To solicit donations for their work (mostly for restoration of reclaimed artworks), William’s parents have started the nonprofit American Friends for the Preservation of Czech Culture. Also generating income are the regular music festivals at William’s castles. Then there’s the Lobkowicz Events Management company—the outfit that makes the castles available for weddings and corporate gatherings—he was promoting when I first met him in Boston. (When the international law firm White & Case wanted to bring 430 of its worldwide partners to the Czech Republic, for instance, William personally wooed the lawyers, who ended up throwing three big dinners at Nelahozeves.)

But none of this has made enough of a positive impact on William’s bottom line. Clients pay tens of thousands of dollars to rent out one of his castles, for instance, but that barely covers the overhead. The money woes also extend to his museums, which are only breaking even.
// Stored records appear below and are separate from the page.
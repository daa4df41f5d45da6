//! Per-state (per-timestep) data: global variables, per-node arrays, element
//! data and the deletion table.

use crate::d3_buffer::D3Buffer;
use crate::d3plot::control::ControlData;
use crate::error::D3plotError;

/// The `nth_digit` helper re-used by the `IT` node-data flag, mirroring
/// `ControlData`'s `IDTDT` digit decoding.
fn nth_digit(value: i64, n: u32) -> i64 {
    (value.unsigned_abs() / 10u64.pow(n)) as i64 % 10
}

/// Global (whole-model) variables for one state.
#[derive(Debug, Clone, Default)]
pub struct GlobalState {
    pub kinetic_energy: f64,
    pub internal_energy: f64,
    pub total_energy: f64,
    pub velocity: [f64; 3],
    /// Per-material arrays, each ordered
    /// `[solids.., beams.., shells.., thick_shells.., rigid_bodies..]` and
    /// sized `NUMMAT8 + NUMMAT2 + NUMMAT4 + NUMMATT + NUMRBS`.
    pub material_internal_energy: Vec<f64>,
    pub material_kinetic_energy: Vec<f64>,
    pub material_x: Vec<f64>,
    pub material_y: Vec<f64>,
    pub material_z: Vec<f64>,
    pub material_mass: Vec<f64>,
    pub material_force: Vec<f64>,
    pub rigid_wall_forces: Vec<f64>,
}

impl GlobalState {
    fn read(buf: &mut D3Buffer, control: &ControlData, numrbs: i64) -> Result<GlobalState, D3plotError> {
        let mut global = GlobalState::default();
        global.kinetic_energy = buf.read_double()?;
        global.internal_energy = buf.read_double()?;
        global.total_energy = buf.read_double()?;
        global.velocity = [buf.read_double()?, buf.read_double()?, buf.read_double()?];

        let total = control.total_materials(numrbs);

        for slot in [
            &mut global.material_internal_energy,
            &mut global.material_kinetic_energy,
            &mut global.material_x,
            &mut global.material_y,
            &mut global.material_z,
            &mut global.material_mass,
            &mut global.material_force,
        ] {
            *slot = buf.read_doubles(total.max(0) as u64)?;
        }

        let consumed = 6 + 7 * total;
        let remaining_rw = control.nglbv - consumed;
        if remaining_rw > 0 {
            global.rigid_wall_forces = buf.read_doubles(remaining_rw as u64)?;
        }

        Ok(global)
    }
}

/// Per-node arrays for one state.
#[derive(Debug, Clone, Default)]
pub struct NodeState {
    /// `it` temperature components per node (0 if `IT` digit 0 is 0).
    pub temperatures: Vec<f64>,
    /// `N` thermal-flux components per node.
    pub thermal_flux: Vec<f64>,
    pub mass_scaling: Vec<f64>,
    pub displacements: Vec<[f64; 3]>,
    pub velocities: Vec<[f64; 3]>,
    pub accelerations: Vec<[f64; 3]>,
    /// Number of temperature components actually stored per node (1, or 3
    /// after the `N == 2` special case rewrites `it`).
    pub temperature_components: usize,
    pub flux_components: usize,
}

impl NodeState {
    fn read(buf: &mut D3Buffer, control: &ControlData) -> Result<NodeState, D3plotError> {
        let mut node = NodeState::default();
        let numnp = control.numnp.max(0) as u64;

        let it_digit = nth_digit(control.it, 0);
        let mut it = it_digit;
        let mut n = if it > 1 { it } else { 0 };
        if n == 2 {
            it = 1;
            n = 3;
        }
        let mass_n = nth_digit(control.it, 1) == 1;
        node.temperature_components = it as usize;
        node.flux_components = n as usize;

        if it > 0 {
            node.temperatures = buf.read_doubles(numnp * it as u64)?;
        }
        if n > 0 {
            node.thermal_flux = buf.read_doubles(numnp * n as u64)?;
        }
        if mass_n {
            node.mass_scaling = buf.read_doubles(numnp)?;
        }
        if control.iu != 0 {
            node.displacements = read_vec3s(buf, numnp)?;
        }
        if control.iv != 0 {
            node.velocities = read_vec3s(buf, numnp)?;
        }
        if control.ia != 0 {
            node.accelerations = read_vec3s(buf, numnp)?;
        }

        Ok(node)
    }
}

fn read_vec3s(buf: &mut D3Buffer, count: u64) -> Result<Vec<[f64; 3]>, D3plotError> {
    let flat = buf.read_doubles(count * 3)?;
    Ok(flat.chunks_exact(3).map(|c| [c[0], c[1], c[2]]).collect())
}

/// Per-element-family result blocks, each row
/// holding `NV3D`/`NV1D`/`NV2D`/`NV3DT` raw result values.
#[derive(Debug, Clone, Default)]
pub struct ElementState {
    pub solids: Vec<Vec<f64>>,
    pub beams: Vec<Vec<f64>>,
    pub shells: Vec<Vec<f64>>,
    pub thick_shells: Vec<Vec<f64>>,
}

impl ElementState {
    fn read(buf: &mut D3Buffer, control: &ControlData) -> Result<ElementState, D3plotError> {
        let mut elements = ElementState::default();
        for _ in 0..control.nel8.max(0) {
            elements.solids.push(buf.read_doubles(control.nv3d.max(0) as u64)?);
        }
        for _ in 0..control.nel2.max(0) {
            elements.beams.push(buf.read_doubles(control.nv1d.max(0) as u64)?);
        }
        for _ in 0..control.nel4.max(0) {
            elements.shells.push(buf.read_doubles(control.nv2d.max(0) as u64)?);
        }
        for _ in 0..control.nelt.max(0) {
            elements
                .thick_shells
                .push(buf.read_doubles(control.nv3dt.max(0) as u64)?);
        }
        Ok(elements)
    }
}

/// One fully decoded state.
#[derive(Debug, Clone, Default)]
pub struct State {
    pub time: f64,
    pub global: GlobalState,
    pub nodes: NodeState,
    /// `NT3D` thermal values per solid element, outer index is the value
    /// index and inner is the element index (`nt3d`-outer, `nel8`-inner read
    /// order).
    pub thermal_3d: Vec<Vec<f64>>,
    pub elements: ElementState,
    /// Deletion flags; empty when `MDLOPT == 0`.
    pub deletion: Vec<f64>,
}

/// Reads states sequentially until the EOF-marker time value is seen,
/// advancing across file-family boundaries as needed.
pub fn read_states(buf: &mut D3Buffer, control: &ControlData, numrbs: i64) -> Result<Vec<State>, D3plotError> {
    let mut states = Vec::new();

    loop {
        let time = buf.read_double()?;
        if D3Buffer::is_eof_marker(time) {
            if buf.advance_to_next_file().is_err() {
                break;
            }
            continue;
        }

        let global = GlobalState::read(buf, control, numrbs)?;
        let nodes = NodeState::read(buf, control)?;

        let mut thermal_3d = Vec::with_capacity(control.nt3d.max(0) as usize);
        for _ in 0..control.nt3d.max(0) {
            thermal_3d.push(buf.read_doubles(control.nel8.max(0) as u64)?);
        }

        let elements = ElementState::read(buf, control)?;

        let deletion_words = match control.mdlopt {
            0 => 0,
            1 => control.numnp.max(0),
            2 => control.nel8.max(0) + control.nelt.max(0) + control.nel4.max(0) + control.nel2.max(0),
            other => {
                tracing::debug!(mdlopt = other, "invalid MDLOPT");
                return Err(D3plotError::TruncatedState);
            }
        };
        let deletion = if deletion_words > 0 {
            buf.read_doubles(deletion_words as u64)?
        } else {
            Vec::new()
        };

        states.push(State {
            time,
            global,
            nodes,
            thermal_3d,
            elements,
            deletion,
        });
    }

    Ok(states)
}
The Czech Republic’s economy has improved since the country joined the European Union in 2004—good in some ways, but also problematic for William. Rising wages and increased costs of goods and services have made his properties even more costly to fix up and staff. William, in fact, has been forced to sell cheap, or just give away, entire castles where his forefathers once held court—places they took for granted but that today’s Lobkowiczes, whom William calls “the richest poor people,” simply cannot afford. “Ten years from now,” he says, “you may come back, we may be bankrupt. Who knows? I hope not.”